ABOUT THIS EXERCISE
Scan the data beneath this task and copy each line that includes "ChannelOrder".
(Beginning of DATA EXTRACTS)
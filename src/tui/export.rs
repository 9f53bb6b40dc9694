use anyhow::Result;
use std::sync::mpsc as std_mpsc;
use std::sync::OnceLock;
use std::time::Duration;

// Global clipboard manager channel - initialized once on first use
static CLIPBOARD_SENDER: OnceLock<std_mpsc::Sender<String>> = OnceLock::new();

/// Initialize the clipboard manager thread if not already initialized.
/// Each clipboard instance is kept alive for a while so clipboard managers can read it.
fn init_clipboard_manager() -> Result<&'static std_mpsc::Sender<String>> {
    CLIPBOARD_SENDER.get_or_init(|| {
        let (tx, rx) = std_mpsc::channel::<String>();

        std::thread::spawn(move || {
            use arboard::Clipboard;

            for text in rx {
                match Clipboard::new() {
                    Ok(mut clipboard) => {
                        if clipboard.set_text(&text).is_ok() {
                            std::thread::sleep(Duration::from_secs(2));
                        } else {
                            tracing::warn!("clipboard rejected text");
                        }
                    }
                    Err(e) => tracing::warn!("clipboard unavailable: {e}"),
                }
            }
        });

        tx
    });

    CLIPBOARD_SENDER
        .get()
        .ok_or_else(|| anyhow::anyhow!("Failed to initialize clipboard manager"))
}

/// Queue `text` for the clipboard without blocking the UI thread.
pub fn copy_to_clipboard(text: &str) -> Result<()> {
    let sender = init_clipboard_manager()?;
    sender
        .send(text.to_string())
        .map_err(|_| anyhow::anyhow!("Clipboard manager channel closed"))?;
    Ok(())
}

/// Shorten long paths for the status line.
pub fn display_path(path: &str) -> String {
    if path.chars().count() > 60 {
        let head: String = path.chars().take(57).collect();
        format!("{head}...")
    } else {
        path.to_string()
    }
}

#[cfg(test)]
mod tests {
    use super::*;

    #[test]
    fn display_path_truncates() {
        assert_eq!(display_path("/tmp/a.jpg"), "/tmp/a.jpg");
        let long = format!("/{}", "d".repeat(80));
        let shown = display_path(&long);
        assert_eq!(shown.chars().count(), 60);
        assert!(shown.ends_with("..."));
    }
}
(End of DATA EXTRACTS)
(Beginning of DATA EXTRACTS)
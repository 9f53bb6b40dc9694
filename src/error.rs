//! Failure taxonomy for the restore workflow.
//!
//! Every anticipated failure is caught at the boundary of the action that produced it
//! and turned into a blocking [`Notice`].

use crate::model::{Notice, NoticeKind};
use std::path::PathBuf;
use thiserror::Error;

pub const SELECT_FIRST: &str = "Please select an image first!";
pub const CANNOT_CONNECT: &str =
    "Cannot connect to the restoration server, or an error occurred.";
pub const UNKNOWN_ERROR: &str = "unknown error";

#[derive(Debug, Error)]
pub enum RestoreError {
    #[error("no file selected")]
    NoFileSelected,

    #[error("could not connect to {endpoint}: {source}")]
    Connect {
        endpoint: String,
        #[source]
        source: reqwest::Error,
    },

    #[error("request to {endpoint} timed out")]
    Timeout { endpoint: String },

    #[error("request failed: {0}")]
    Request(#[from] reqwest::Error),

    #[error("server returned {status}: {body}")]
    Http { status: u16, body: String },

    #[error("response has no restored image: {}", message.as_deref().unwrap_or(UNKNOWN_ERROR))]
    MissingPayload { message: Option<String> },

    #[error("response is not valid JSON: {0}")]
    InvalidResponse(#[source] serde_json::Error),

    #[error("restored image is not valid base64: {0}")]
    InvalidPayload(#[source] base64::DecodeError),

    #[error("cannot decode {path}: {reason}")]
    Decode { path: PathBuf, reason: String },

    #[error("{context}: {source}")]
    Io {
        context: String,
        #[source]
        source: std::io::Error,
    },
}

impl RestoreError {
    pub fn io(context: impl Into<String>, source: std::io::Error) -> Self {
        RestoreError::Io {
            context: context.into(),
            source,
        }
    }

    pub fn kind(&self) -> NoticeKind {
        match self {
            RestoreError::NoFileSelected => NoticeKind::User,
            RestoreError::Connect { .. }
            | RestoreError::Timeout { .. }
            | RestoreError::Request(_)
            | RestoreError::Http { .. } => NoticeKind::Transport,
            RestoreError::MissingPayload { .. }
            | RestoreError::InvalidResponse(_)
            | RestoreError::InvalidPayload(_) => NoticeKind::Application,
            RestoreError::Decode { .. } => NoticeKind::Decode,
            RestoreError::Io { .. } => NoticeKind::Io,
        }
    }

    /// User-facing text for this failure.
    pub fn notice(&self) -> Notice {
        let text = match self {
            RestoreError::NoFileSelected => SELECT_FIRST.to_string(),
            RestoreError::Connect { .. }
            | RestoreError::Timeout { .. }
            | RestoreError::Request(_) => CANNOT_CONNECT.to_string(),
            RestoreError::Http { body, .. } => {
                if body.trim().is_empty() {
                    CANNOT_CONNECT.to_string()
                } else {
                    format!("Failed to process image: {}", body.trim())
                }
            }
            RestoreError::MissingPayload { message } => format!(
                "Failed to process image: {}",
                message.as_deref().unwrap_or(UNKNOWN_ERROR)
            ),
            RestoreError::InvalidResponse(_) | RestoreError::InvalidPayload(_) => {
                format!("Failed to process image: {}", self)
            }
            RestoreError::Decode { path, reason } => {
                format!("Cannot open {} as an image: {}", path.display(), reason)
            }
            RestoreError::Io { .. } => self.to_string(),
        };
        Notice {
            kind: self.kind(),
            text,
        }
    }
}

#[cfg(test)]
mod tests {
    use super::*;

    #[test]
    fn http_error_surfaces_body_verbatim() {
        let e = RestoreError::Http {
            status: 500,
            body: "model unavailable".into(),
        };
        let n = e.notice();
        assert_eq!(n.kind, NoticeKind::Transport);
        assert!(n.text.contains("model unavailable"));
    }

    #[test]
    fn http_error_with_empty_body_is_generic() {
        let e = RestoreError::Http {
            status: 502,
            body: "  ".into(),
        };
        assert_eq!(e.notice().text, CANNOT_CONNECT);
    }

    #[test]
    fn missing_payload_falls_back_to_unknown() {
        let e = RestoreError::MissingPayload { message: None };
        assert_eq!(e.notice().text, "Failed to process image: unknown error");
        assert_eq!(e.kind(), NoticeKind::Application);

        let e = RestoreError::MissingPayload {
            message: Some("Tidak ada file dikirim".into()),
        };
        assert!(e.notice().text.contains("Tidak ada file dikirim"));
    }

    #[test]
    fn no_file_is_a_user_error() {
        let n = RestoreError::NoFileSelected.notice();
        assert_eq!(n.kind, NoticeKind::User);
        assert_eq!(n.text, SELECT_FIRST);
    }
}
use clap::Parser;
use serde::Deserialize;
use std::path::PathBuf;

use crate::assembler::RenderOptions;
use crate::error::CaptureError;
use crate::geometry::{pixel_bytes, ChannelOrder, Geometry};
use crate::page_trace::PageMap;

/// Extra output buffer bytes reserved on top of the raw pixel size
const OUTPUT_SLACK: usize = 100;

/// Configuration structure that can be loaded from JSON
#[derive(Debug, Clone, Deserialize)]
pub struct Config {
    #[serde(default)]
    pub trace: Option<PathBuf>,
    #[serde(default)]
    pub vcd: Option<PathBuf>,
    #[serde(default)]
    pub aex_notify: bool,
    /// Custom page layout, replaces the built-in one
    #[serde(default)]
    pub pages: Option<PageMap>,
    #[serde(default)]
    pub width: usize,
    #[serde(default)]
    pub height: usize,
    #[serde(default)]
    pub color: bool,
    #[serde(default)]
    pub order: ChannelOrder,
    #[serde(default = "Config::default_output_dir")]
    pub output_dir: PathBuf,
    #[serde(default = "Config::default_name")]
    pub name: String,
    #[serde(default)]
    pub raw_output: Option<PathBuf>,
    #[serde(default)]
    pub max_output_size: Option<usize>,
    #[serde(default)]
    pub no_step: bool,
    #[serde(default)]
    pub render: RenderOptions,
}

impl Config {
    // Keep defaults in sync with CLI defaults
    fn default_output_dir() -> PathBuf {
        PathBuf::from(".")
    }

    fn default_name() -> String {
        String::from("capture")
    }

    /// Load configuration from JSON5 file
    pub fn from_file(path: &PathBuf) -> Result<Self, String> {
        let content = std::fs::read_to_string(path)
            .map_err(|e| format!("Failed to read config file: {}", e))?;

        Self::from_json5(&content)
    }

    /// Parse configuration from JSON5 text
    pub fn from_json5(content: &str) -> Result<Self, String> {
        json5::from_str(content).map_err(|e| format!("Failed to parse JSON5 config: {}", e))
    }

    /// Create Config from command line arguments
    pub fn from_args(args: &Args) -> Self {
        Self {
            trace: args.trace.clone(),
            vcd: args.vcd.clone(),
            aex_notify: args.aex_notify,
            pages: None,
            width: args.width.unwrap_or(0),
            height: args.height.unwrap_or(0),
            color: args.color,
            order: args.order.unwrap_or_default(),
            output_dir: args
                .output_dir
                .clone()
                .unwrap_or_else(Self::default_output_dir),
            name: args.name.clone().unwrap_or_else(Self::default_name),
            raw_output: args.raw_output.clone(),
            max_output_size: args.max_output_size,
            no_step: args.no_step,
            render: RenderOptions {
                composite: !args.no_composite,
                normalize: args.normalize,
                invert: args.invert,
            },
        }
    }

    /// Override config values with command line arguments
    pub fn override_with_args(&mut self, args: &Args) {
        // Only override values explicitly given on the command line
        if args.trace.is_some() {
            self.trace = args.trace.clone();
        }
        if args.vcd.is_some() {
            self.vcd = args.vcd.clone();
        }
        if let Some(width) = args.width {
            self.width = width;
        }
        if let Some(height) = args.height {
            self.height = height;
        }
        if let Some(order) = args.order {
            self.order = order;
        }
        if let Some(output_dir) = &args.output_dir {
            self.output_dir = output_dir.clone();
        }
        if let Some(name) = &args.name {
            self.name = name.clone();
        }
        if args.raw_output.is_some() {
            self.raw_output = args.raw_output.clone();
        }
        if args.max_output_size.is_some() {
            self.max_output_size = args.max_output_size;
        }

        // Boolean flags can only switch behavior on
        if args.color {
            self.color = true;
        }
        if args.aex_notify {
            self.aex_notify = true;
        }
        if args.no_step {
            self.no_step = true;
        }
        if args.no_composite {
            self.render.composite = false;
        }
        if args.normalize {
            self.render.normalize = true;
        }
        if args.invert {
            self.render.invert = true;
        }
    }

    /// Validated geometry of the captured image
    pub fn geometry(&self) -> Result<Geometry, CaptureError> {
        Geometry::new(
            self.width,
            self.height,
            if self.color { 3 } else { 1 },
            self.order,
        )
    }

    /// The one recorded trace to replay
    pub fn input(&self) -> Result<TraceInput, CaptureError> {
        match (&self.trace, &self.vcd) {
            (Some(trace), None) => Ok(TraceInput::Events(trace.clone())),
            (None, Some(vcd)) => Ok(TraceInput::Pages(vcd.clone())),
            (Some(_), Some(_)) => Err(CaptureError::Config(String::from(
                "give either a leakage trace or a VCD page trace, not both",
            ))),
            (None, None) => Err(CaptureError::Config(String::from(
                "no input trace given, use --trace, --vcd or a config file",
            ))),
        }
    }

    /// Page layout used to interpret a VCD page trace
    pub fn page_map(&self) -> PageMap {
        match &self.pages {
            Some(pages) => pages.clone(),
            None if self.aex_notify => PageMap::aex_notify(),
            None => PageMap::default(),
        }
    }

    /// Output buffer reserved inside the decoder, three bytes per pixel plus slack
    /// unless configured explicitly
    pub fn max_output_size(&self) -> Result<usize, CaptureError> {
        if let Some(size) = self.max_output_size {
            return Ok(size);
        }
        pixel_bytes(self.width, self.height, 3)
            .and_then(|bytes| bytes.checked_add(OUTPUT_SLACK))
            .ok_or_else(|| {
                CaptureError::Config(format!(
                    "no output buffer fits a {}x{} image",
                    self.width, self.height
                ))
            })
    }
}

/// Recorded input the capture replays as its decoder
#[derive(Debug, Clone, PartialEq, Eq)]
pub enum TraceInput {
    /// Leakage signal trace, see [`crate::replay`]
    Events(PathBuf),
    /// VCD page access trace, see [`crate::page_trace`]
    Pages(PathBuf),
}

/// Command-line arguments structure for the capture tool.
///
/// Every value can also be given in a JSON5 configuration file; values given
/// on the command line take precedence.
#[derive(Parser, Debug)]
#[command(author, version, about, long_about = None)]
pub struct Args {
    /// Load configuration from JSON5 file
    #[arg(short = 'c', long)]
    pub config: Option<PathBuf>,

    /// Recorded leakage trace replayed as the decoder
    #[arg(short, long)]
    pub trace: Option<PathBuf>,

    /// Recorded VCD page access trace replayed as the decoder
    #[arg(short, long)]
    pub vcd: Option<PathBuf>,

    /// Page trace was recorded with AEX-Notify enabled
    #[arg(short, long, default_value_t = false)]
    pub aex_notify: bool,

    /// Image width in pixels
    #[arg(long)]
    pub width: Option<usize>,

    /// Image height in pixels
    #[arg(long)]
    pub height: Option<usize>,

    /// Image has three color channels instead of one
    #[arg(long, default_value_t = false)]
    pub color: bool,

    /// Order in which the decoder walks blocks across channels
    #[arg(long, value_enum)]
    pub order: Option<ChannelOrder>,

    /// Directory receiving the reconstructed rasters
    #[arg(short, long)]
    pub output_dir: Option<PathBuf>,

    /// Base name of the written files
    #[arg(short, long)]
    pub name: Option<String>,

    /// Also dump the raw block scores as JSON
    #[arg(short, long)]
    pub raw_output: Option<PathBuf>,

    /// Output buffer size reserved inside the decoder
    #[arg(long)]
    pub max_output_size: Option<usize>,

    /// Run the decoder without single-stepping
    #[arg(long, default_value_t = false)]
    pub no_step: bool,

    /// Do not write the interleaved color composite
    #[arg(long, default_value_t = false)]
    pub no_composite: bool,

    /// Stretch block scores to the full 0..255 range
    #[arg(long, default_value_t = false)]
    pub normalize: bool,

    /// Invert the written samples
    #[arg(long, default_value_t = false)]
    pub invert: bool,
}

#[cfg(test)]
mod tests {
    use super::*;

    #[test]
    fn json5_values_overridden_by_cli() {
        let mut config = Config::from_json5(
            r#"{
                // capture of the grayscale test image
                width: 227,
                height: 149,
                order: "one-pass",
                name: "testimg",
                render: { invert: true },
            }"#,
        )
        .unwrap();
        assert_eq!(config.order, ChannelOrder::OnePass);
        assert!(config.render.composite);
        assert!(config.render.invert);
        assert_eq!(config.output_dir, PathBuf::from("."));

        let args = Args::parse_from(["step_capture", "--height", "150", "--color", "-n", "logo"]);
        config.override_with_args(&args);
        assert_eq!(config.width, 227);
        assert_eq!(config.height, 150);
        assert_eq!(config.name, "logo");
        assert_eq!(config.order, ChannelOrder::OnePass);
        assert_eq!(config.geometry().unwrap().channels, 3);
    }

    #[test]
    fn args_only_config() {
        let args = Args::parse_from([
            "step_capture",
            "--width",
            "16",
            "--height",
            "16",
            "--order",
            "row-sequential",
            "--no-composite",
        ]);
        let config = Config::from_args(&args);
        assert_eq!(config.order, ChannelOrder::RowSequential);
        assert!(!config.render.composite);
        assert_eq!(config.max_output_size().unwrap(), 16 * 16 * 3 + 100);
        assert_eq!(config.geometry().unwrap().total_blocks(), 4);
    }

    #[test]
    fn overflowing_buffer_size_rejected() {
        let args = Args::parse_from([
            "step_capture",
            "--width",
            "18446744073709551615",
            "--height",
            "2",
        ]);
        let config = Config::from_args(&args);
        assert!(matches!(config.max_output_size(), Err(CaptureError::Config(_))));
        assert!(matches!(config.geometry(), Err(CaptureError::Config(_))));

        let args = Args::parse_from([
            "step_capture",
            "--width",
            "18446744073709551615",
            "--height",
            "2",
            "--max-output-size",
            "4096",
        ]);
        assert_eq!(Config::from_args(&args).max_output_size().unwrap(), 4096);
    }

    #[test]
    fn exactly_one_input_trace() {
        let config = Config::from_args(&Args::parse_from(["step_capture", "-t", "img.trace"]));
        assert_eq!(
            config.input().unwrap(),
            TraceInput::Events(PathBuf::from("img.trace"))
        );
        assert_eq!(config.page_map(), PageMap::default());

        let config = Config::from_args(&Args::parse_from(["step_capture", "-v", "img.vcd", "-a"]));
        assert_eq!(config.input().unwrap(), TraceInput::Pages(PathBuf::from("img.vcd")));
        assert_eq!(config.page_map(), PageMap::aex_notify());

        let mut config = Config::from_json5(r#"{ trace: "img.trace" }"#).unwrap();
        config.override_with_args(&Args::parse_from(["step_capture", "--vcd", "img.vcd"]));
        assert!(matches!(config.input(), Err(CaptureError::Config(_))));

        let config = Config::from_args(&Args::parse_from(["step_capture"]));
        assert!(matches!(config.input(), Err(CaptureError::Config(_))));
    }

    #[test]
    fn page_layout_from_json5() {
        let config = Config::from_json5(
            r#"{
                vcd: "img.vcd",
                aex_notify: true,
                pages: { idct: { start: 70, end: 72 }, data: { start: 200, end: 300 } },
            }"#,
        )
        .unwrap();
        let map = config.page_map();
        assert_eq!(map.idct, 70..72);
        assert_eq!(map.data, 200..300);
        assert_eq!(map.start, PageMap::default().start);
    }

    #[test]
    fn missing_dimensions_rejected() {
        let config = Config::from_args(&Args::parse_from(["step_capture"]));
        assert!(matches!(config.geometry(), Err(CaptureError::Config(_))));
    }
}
(End of DATA EXTRACTS)
REPLY TO THE EXERCISE
use crate::geometry::{pixel_bytes, ChannelOrder, Geometry};
    pub order: ChannelOrder,
    pub order: Option<ChannelOrder>,
        assert_eq!(config.order, ChannelOrder::OnePass);
        assert_eq!(config.order, ChannelOrder::OnePass);
        assert_eq!(config.order, ChannelOrder::RowSequential);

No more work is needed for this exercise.